Judicial Code of 1911
- Long title: An Act to codify, revise, and amend the laws relating to the judiciary
- Enacted by: the 61st United States Congress
- Effective: January 1, 1912

Citations
- Statutes at Large: 36 Stat. 1087

Codification
- Acts repealed: Judiciary Act of 1789 (parts)

Legislative history
- Passed the House on ; Passed the Senate on ; Signed into law by President William Howard Taft on March 3, 1911;

= Judicial Code of 1911 =

The Judicial Code of 1911 abolished the United States circuit courts and transferred their trial jurisdiction to the U.S. district courts.

In 1911, the United States Congress created a single code encompassing all statutes related to the judiciary and took the opportunity to revise and unify existing laws. At the same time, Congress abolished the U.S. circuit courts as of January 1, 1912, the effective date of the statute. Established by the Judiciary Act of 1789, the circuit courts served as the most important trial courts of the federal judiciary for over a century. The circuit courts lost their limited appellate jurisdiction in the Judiciary Act of 1891, which created the U.S. courts of appeals, but as part of the political compromise behind the 1891 Act, the circuit courts continued to serve as trial courts alongside the district courts for the next 20 years. By abolishing the circuit courts and transferring their jurisdiction and pending business to the district courts, Congress instituted a judicial system with a single type of trial court and eliminated the inefficiencies associated with administering two types of court that were often presided over by the same judge.

The remainder of the Judicial Code of 1911 was not so much a reorganization of the structure or procedures of the federal courts as it was a standardization of law governing the judiciary. Over more than 120 years, many contradictory statutes had accumulated through legislation approved for the purpose of organizing individual courts. Congress had first gathered the statutes related to the judiciary into a single code in the Revised Statutes adopted in 1874, but the resulting Title XIII preserved all of the legislation then in effect without reconciling the varying rules and court structures that often applied to the same types of courts in different parts of the country. In 1899, Congress appointed a commission to recommend revisions in the judicial code, and the subsequent report became the basis of the proposed revision submitted to Congress in March 1910.

The broad reconsideration of judicial statutes encouraged some members of Congress to use the proposed code as a means to enact a substantial reorganization of the courts or to win approval for major legislation indirectly related to the judicial function.

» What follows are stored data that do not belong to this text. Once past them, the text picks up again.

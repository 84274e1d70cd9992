// SPDX-License-Identifier: MIT
//
// deltakit: umbrella crate over three independent crates.
//
//   delta-seq   → positional diff, keyed set diff, vector/stack helpers
//   delta-color → XYZ/LAB conversion, CIE94, CIEDE2000, WCAG contrast, HSB
//   delta-geom  → 2D vector arithmetic
//
// None depends on another; this crate only re-exports them.

//! Change detection for collections, perceptual color metrics and 2D vectors.
//!
//! ```
//! use std::collections::HashSet;
//!
//! use deltakit::color::{ContrastLevel, Rgba};
//! use deltakit::seq::{Comparator, SetExt};
//!
//! let diff = deltakit::seq::positional::diff(&[1, 2, 3], &[1, 9]);
//! assert_eq!(diff.changed, vec![1]);
//! assert_eq!(diff.inserted, 2..3);
//!
//! let previous: HashSet<u32> = [1, 2].into();
//! let current: HashSet<u32> = [2, 3].into();
//! let changes = current.changes_from(&previous, Comparator::AlwaysEqual);
//! assert!(changes.added.contains(&3) && changes.removed.contains(&1));
//!
//! assert!(Rgba::BLACK.is_contrasting(&Rgba::WHITE, ContrastLevel::Strict));
//!
//! let step = deltakit::geom::Vector2::new(3.0, 4.0);
//! assert_eq!(step.length(), 5.0);
//! ```

pub use delta_color as color;
pub use delta_geom as geom;
pub use delta_seq as seq;
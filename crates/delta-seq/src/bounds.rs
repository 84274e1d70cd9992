//! Range checks and clamping for any `PartialOrd` value.

use std::ops::RangeInclusive;

/// Clamp `value` into `range`.
///
/// Unlike `Ord::clamp` this works for floats and does not panic on an
/// inverted range; the lower bound wins in that case.
#[must_use]
pub fn clamp_to<T: PartialOrd + Copy>(value: T, range: &RangeInclusive<T>) -> T {
    let (lo, hi) = (*range.start(), *range.end());
    if value < lo {
        lo
    } else if value > hi {
        if hi < lo { lo } else { hi }
    } else {
        value
    }
}

/// Whether `value` lies in `range` (inclusive).
#[inline]
#[must_use]
pub fn in_range<T: PartialOrd>(value: &T, range: &RangeInclusive<T>) -> bool {
    range.contains(value)
}

/// Whether `value` lies between `a` and `b` (inclusive), in either order.
#[must_use]
pub fn in_range_unordered<T: PartialOrd>(value: &T, a: &T, b: &T) -> bool {
    let (lo, hi) = if a <= b { (a, b) } else { (b, a) };
    lo <= value && value <= hi
}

Members of the Senate and the House of Representatives offered amendments to restrict the issuance of injunctions in labor disputes, and House members revived the debate over the monetary value required to establish diversity jurisdiction in cases involving parties from different states. They hoped that a $5000 limit, up from $2000, would restrict the ability of corporations to remove cases from the state courts. The House narrowly defeated an amendment that would have sharply limited the ability of a corporation to remove a case regardless of the amount involved. The approved code increased the jurisdictional amount to $3000, but for the most part Congress resisted the suggestions to enact major new legislation through the revised code. The abolition of the circuit courts prompted numerous lesser changes, the most significant of which was the provision authorizing a senior circuit judge or circuit justice to assign a circuit judge to hold a district court "whenever … the public interest shall require."